The Case of the Missing Journal

One of the glaring omissions from the Canvas LMS toolkit is the Learning Journal. This tool often provided a personal space for student reflection where instructors could see evidence of learning from each student’s perspective. In Blackboard Learn there was a dedicated tool called Journals that allowed for these entries to be collected, shared and graded in a variety of configurations. We found that in situations where a discussion was not necessarily appropriate a reflective journal entry provided the evidence of learning that instructors needed to know their course design was having the desired effect.

In Canvas there is no Journal tool specific to this task and as we at the Distance Education Unit (DEU) work with instructors to migrate courses from one LMS to the other we’re beginning to find ways to recreate this activity using the available tools in Canvas. Here are a couple options to recreate a journal activity in Canvas.

The Group of One

fig. 1 – Click to enlarge

In this scenario you’ll create a group set for each student by splitting students into groups with only 1 assigned student (fig. 1). These groups effectively become a quiet space for each student to journal from within. From here you have several options depending on how you wish to grade the journal activities.

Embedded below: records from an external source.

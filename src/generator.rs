//! Generators and loop continuations (spec.md §4.6)
//!
//! Iterator commands (`each`, `pair`, `range`, `rng`, `for`, `while`,
//! `repeat`, `fizz`) and user `yield` points are both driven by a
//! `LoopContinuation`: a resumable cursor over a sequence plus the loop's
//! own parsed body and the index into it a `yield` left off at. Entering a
//! nested loop pushes the enclosing one onto `parent`; leaving it pops
//! back, so `break 2`/`continue 2` (spec.md §4.3) can walk the chain by
//! level count, and so a `yield` raised from inside a nested loop call can
//! be resumed back into the exact enclosing iteration it interrupted.

use crate::parser::ParsedCommand;
use crate::value::Value;

#[derive(Debug, Clone)]
pub enum IterKind {
    Each(Vec<Value>),
    Pair(Vec<(Value, Value)>),
    Range { end: i64, step: i64 },
    Rng { end: i64, step: i64 },
    /// `while (cond), (body)` -- re-evaluates `cond` before every
    /// iteration; driven externally since it needs the executor, not by
    /// `advance()`.
    While { cond: Vec<ParsedCommand> },
    /// `for <generator-token>, var, (body)` -- each iteration resumes the
    /// inner generator token; driven externally since resuming needs the
    /// runtime's token system, not just `advance()`.
    GeneratorToken { token: u64 },
}

/// How a loop binds its per-iteration value(s) into scope: a plain `var`,
/// `(a, b)` destructuring unpack of a list item, or no binding at all
/// (`repeat`, which just runs its body n times).
#[derive(Debug, Clone)]
pub enum VarBinding {
    Single(String),
    Unpack(Vec<String>),
    Ignore,
}

/// What one `advance()` call yields: either nothing left, a single bound
/// value, or a key/value pair (`pair` iterates `(key, value)` tuples).
pub enum Step {
    Done,
    Value(Value),
    Pair(Value, Value),
}

#[derive(Debug, Clone)]
pub struct LoopContinuation {
    pub iter: IterKind,
    pub cursor: i64,
    pub var: VarBinding,
    pub pair: bool,
    /// This loop's body, parsed once up front.
    pub body: Vec<ParsedCommand>,
    /// Index into `body` to resume from -- 0 at the start of an iteration,
    /// greater than 0 only when resuming mid-body after a `yield`.
    pub body_index: usize,
    /// 1-based count of the iteration currently running.
    pub iteration: i64,
    /// `repeat` collects each iteration's result (and which ones failed)
    /// into its returned list; other loop kinds leave this `false`.
    pub collect: bool,
    pub collected: Vec<Value>,
    /// 1-based iteration numbers whose result was a failing status.
    pub failures: Vec<i64>,
    pub parent: Option<Box<LoopContinuation>>,
}

impl LoopContinuation {
    fn new(iter: IterKind, cursor: i64, var: VarBinding, pair: bool, body: Vec<ParsedCommand>, collect: bool) -> Self {
        Self { iter, cursor, var, pair, body, body_index: 0, iteration: 0, collect, collected: Vec::new(), failures: Vec::new(), parent: None }
    }

    pub fn each(items: Vec<Value>, var: VarBinding, body: Vec<ParsedCommand>) -> Self {
        Self::new(IterKind::Each(items), 0, var, false, body, false)
    }

    pub fn pair(items: Vec<(Value, Value)>, var: VarBinding, body: Vec<ParsedCommand>) -> Self {
        Self::new(IterKind::Pair(items), 0, var, true, body, false)
    }

    pub fn range(start: i64, end: i64, step: i64, var: VarBinding, body: Vec<ParsedCommand>) -> Self {
        Self::new(IterKind::Range { end, step }, start, var, false, body, false)
    }

    pub fn rng(start: i64, end: i64, step: i64, var: VarBinding, body: Vec<ParsedCommand>) -> Self {
        Self::new(IterKind::Rng { end, step }, start, var, false, body, false)
    }

    /// `repeat n, (body)` -- counts n iterations without binding a
    /// variable, collecting each iteration's result (and failures).
    pub fn repeat(n: i64, body: Vec<ParsedCommand>) -> Self {
        Self::new(IterKind::Range { end: n, step: 1 }, 0, VarBinding::Ignore, false, body, true)
    }

    pub fn while_loop(cond: Vec<ParsedCommand>, body: Vec<ParsedCommand>) -> Self {
        Self::new(IterKind::While { cond }, 0, VarBinding::Ignore, false, body, false)
    }

    pub fn generator_token(token: u64, var: VarBinding, body: Vec<ParsedCommand>) -> Self {
        Self::new(IterKind::GeneratorToken { token }, 0, var, false, body, false)
    }

    /// Nest `self` under a new current continuation, returning the new
    /// top of the chain.
    pub fn nest(self, inner: LoopContinuation) -> LoopContinuation {
        let mut inner = inner;
        inner.parent = Some(Box::new(self));
        inner
    }

    /// Pop back to the enclosing loop, if any.
    pub fn unnest(self) -> Option<LoopContinuation> {
        self.parent.map(|p| *p)
    }

    /// Advance the synchronous iterator kinds (`each`/`pair`/numeric
    /// range/rng/repeat's counter). `while`/`generator-token` are driven
    /// externally by the loop builtin since they need runtime access.
    pub fn advance(&mut self) -> Step {
        match &self.iter {
            IterKind::Each(items) => {
                let idx = self.cursor as usize;
                if idx >= items.len() {
                    return Step::Done;
                }
                let v = items[idx].clone();
                self.cursor += 1;
                Step::Value(v)
            }
            IterKind::Pair(items) => {
                let idx = self.cursor as usize;
                if idx >= items.len() {
                    return Step::Done;
                }
                let (k, v) = items[idx].clone();
                self.cursor += 1;
                Step::Pair(k, v)
            }
            IterKind::Range { end, step } | IterKind::Rng { end, step } => {
                let done = if *step > 0 { self.cursor >= *end } else { self.cursor <= *end };
                if done {
                    return Step::Done;
                }
                let v = Value::Int(self.cursor);
                self.cursor += step;
                Step::Value(v)
            }
            IterKind::While { .. } | IterKind::GeneratorToken { .. } => Step::Done,
        }
    }
}

#[cfg(test)]
mod tests {
    use super::*;

    #[test]
    fn each_advances_then_is_done() {
        let mut lc = LoopContinuation::each(vec![Value::Int(1), Value::Int(2)], VarBinding::Single("x".into()), Vec::new());
        assert!(matches!(lc.advance(), Step::Value(Value::Int(1))));
        assert!(matches!(lc.advance(), Step::Value(Value::Int(2))));
        assert!(matches!(lc.advance(), Step::Done));
    }

    #[test]
    fn range_respects_negative_step() {
        let mut lc = LoopContinuation::range(3, 0, -1, VarBinding::Single("i".into()), Vec::new());
        let mut seen = Vec::new();
        loop {
            match lc.advance() {
                Step::Value(Value::Int(n)) => seen.push(n),
                Step::Done => break,
                _ => unreachable!(),
            }
        }
        assert_eq!(seen, vec![3, 2, 1]);
    }

    #[test]
    fn nest_and_unnest_restores_outer_loop() {
        let outer = LoopContinuation::each(vec![Value::Int(1)], VarBinding::Single("o".into()), Vec::new());
        let inner = LoopContinuation::each(vec![Value::Int(2)], VarBinding::Single("i".into()), Vec::new());
        let nested = outer.nest(inner);
        assert!(matches!(&nested.var, VarBinding::Single(n) if n == "i"));
        let restored = nested.unnest().unwrap();
        assert!(matches!(&restored.var, VarBinding::Single(n) if n == "o"));
    }
}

The “Group of One” option allows students to utilize the Group Discussion tool which will effectively become their Journal. The advantage to this setup is that all the journal entries can be collected in one neat space. You can pop in and see each student’s progress anytime throughout the term whether you are marking on an ongoing basis or plan to mark everything at the end of term.

fig.2 Click to enlarge

You may choose to pre-build all the Journal Entry Prompts as Discussion Topics ahead of time and add them to the Group Discussions (fig. 2) or you can simply provide the Journal prompts within the body of your weekly modules and have students use the same headings within their Journal (Group Discussion forum).

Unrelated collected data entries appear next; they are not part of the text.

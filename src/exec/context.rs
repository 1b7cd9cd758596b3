//! Handler invocation context (spec.md §4.1, §6.2)
//!
//! `state` is the shared, mutex-guarded execution state rather than a
//! borrowed reference so that control-flow builtins (`while`, `each`,
//! `generator`, ...) can recurse back into `exec::executor::execute_sequence`
//! with it -- the same handle the dispatch loop itself holds (spec.md §5:
//! "never hold a state mutex across substitution, which calls back into
//! dispatch").

use std::sync::{Arc, Mutex};

use indexmap::IndexMap;

use super::result::HandlerResult;
use super::runtime::Runtime;
use super::state::ExecutionState;
use crate::value::Value;

pub type HandlerFn = dyn Fn(&mut Context) -> HandlerResult + Send + Sync;

pub struct Context {
    pub args: Vec<Value>,
    pub named_args: IndexMap<String, Value>,
    pub state: Arc<Mutex<ExecutionState>>,
    pub runtime: Arc<Runtime>,
    pub fiber_id: u64,
}

impl Context {
    pub fn arg(&self, index: usize) -> Option<&Value> {
        self.args.get(index)
    }

    pub fn named(&self, name: &str) -> Option<&Value> {
        self.named_args.get(name)
    }

    /// Resolve a value through the heap (handlers that receive an object
    /// marker by value still want the live `StoredValue`, spec.md §3.2).
    pub fn resolve(&self, v: &Value) -> Value {
        self.runtime.store.resolve_value(v)
    }

    pub fn stringify(&self, v: &Value) -> String {
        self.runtime.store.stringify_deep(v)
    }
}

Grading Journal Entries can be done individually (grade every entry) or you can choose to mark just the final entry taking into consideration the whole term. Enable Grading within the editable options for every Discussion if you wish to grade them all, or enable grading for only the last Discussion if you wish to grade them as a whole.

Journals as Assignments

The second option is to simply create Journal entries as an assignment without separating students into groups of one. Again, depending on how you want to mark these Journal entries will determine how you set the assignments up.

Mark them all

If you wish to mark every entry then you’re probably best off to create an assignment for every module or even every journal prompt within a module if you want to mark them that finitely. Each assignment can get it’s own place in Grades and allow you to mark them each individually with feedback. Students will open a new assignment for each entry and will submit to each one individually.

fig. 3 Click to enlarge

That said, if you have several journal prompts within a weekly module you may choose to create one assignment for each module and allow for unlimited attempts (fig. 3), thus allowing students to return to their journal assignment each time they are prompted to do so in the module and resubmit more text to the assignment. When you go to mark these journals in SpeedGrader you’ll see a list of submissions to view in the top right corner of the screen (fig. 4). Each of these submissions can be seen separately by clicking on each submission date and time .

fig. 4

Mark them all as one

You may want to simply mark the semester’s worth of journal entries as one assignment giving students an overall mark for their entire journal. In this case, creating one assignment, again with unlimited attempts (fig. 2), allows students to continue to submit their journals responses from one place and creates just one assignment to grade in SpeedGrader.

Mark the Best

Another approach we often employ with journals is to give students a mark for their best reflective entries. You can do this in a couple different ways.

fig. 5 – Click to enlarge

First, you can create an Assignment Group (not to be confused with group assignments) called Journals (fig. 5). Add all journal assignments to that group by dragging and dropping them or selecting that assignment group when you create the assignments. You can now edit the group by clicking thebutton on the right of the assignment group banner. Then have Canvas ignore the lowest scores of the grouped assignments (fig. 6).

fig. 6 Click to enlarge

So, if you had 10 Journal Prompts throughout a course and wanted Canvas to ignore the lowest 2 scores it could do that. You can ensure certain  assignments in the group aren’t considered in this equation by selecting them under the “Never Drop” options setting.

The second option is allowing students to self select their best or worst journal entries. They can simply notify you to ignore certain entries through an inbox message or other tool and you can ignore those posts. If you set up the Assignment group in the same way as described above then these will be scored as incomplete and dropped from the final grade automatically.